Internal Frontiers. Jon Soske
Whatever its basis in a specific urban geography, the antagonism between Indian and African became generalized through the work of discourse. Outside of structures of representation, racial groups do not exist as collective agents: individuals and factions claim to embody racial or national totalities as a strategy for mobilizing sections of populations. Consequently, racial conflict can coexist—indeed, it always coexists—with social formations and relationships organized according to other categories and logics. If an Indian-owned infrastructure instantiated the hierarchy of “brown over black,” this hierarchy was haphazard and rested on local foundations whose dynamics varied considerably.9 Alongside depersonalized (and depersonalizing) interactions in buses and shops, more familiar and sometimes intimate relationships developed: between doctors and patients, landlords and tenants, friends, neighbors, coworkers, and lovers. When younger activists from the ANC and Indian Congress began to grapple with the question of African-Indian political cooperation in the mid-1940s, they confronted a polarized terrain of distinct organizations and identities, which they knew from their own lives did not express the complexity of race in Natal. As later chapters will show, this dilemma would lead them to rethink the relationship between race, political organization, and African nationalism—but only after considerable suffering and loss.
STEREOTYPES, DISCOURSES, AND DESCRIPTIONS
In sources relating to the question of African-Indian social dynamics (newspapers, memoirs, interviews, and government reports), three distinct forms of racial language appear: stereotypes, generalizing discourses, and specific descriptions. All three of these modes are grounded in a racial consciousness that, however much it might incorporate an individual or group’s lived experiences, translates social relations into idealized images and, in turn, shapes the field of personal interactions in racial terms. Because these types of language presuppose the existence of coherent groups (“the Indian” and “the African”), they should not be used as direct evidence of an underlying reality: racial language organizes and shapes social life in ways that require historical analysis and explanation. As Sander Gilman argues, stereotypes operate at the level of fantasy.10 They are images that have broken free from their original context through assimilation into collective identities.11 Because they are a means of self-definition in terms of an “outsider,” they can function in contexts where there is no empirical correspondence between the stereotype and its putative object.
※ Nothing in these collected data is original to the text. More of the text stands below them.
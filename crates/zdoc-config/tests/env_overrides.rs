use figment::Jail;
use pretty_assertions::assert_eq;
use zdoc_config::{ConfigError, ZdocConfig};

#[test]
fn env_vars_fill_registry_values() {
    Jail::expect_with(|jail| {
        jail.set_env("ZDOC_REGISTRY__INITIAL_CAPACITY", "16");
        jail.set_env("ZDOC_REGISTRY__MAX_ARGS_PER_ENTRY", "64");
        jail.set_env("ZDOC_LOGGING__LEVEL", "zdoc_core=trace");

        let config = ZdocConfig::load().map_err(|e| e.to_string())?;
        assert_eq!(config.registry.initial_capacity, 16);
        assert_eq!(config.registry.max_args_per_entry, Some(64));
        assert_eq!(config.logging.level, "zdoc_core=trace");
        Ok(())
    });
}

#[test]
fn env_beats_project_toml() {
    Jail::expect_with(|jail| {
        jail.create_dir(".zdoc")?;
        jail.create_file(
            ".zdoc/config.toml",
            r"
[registry]
arg_capacity = 2
",
        )?;
        jail.set_env("ZDOC_REGISTRY__ARG_CAPACITY", "4");

        let config = ZdocConfig::load().map_err(|e| e.to_string())?;
        assert_eq!(config.registry.arg_capacity, 4);
        Ok(())
    });
}

#[test]
fn env_value_is_validated() {
    Jail::expect_with(|jail| {
        jail.set_env("ZDOC_REGISTRY__MAX_ENTRIES", "0");

        match ZdocConfig::load() {
            Err(ConfigError::InvalidValue { field, .. }) => {
                assert_eq!(field, "registry.max_entries");
            }
            other => panic!("expected InvalidValue, got {other:?}"),
        }
        Ok(())
    });
}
A stereotype generally takes the form of a core association—for example, “white South Africans are racist”—accompanied by a cluster of related attributes that are invoked selectively and shift overtime. In most cases, multiple stereotypes exist regarding the same group, allowing racial fantasies to shift between differing, and often contradictory, characterizations without any underlying logic. For a historian, stereotypes serve largely as evidence of the imaginations, desires, and resentments of the individual or group deploying the image, rather than the actual content of racialized interactions.12
In contrast, racial discourses are the product of specific socioeconomic contexts. They incorporate stereotypes into narratives that correspond, in however partial and distorted a fashion, with existing social realities. Racial discourses are common stories told about the relationship between groups, although one protagonist (usually the group of the narrator) can remain implicit and therefore invisible in the account. Such stories often relate to specific kinds of spaces—the everyday theaters where the drama of interaction unfolds—or geographic areas. They provide relatively fixed scripts that influence the expectations and behavior of individuals within these sites while molding broader perceptions through their circulation as rumors, jokes, and urban legends.13 Since racial discourses are organized around the existence of an imagined binary, their basic structure assumes one of two forms: cooperation or conflict, friendship or war. In a very real sense, they form part of the material infrastructure that reproduces social interactions in a racialized form. In turn, the authors of specific descriptions seek to confirm or contest an established racial discourse. These sources recount events (an unusual or exemplary encounter, for instance) in the concrete language of personal experience. Descriptions often contain elements or details that subvert the generalizing terms of racial discourse while employing the same stereotypes. In such cases, specific descriptions do not necessarily provide evidence of a competing discourse. Nor should they serve as the basis for alternative sociological generalization regarding “race relations.” They relate events, relationships, or interactions that confirm or disrupt a standard script even as the author continues to perceive the participants and overall context in racial terms.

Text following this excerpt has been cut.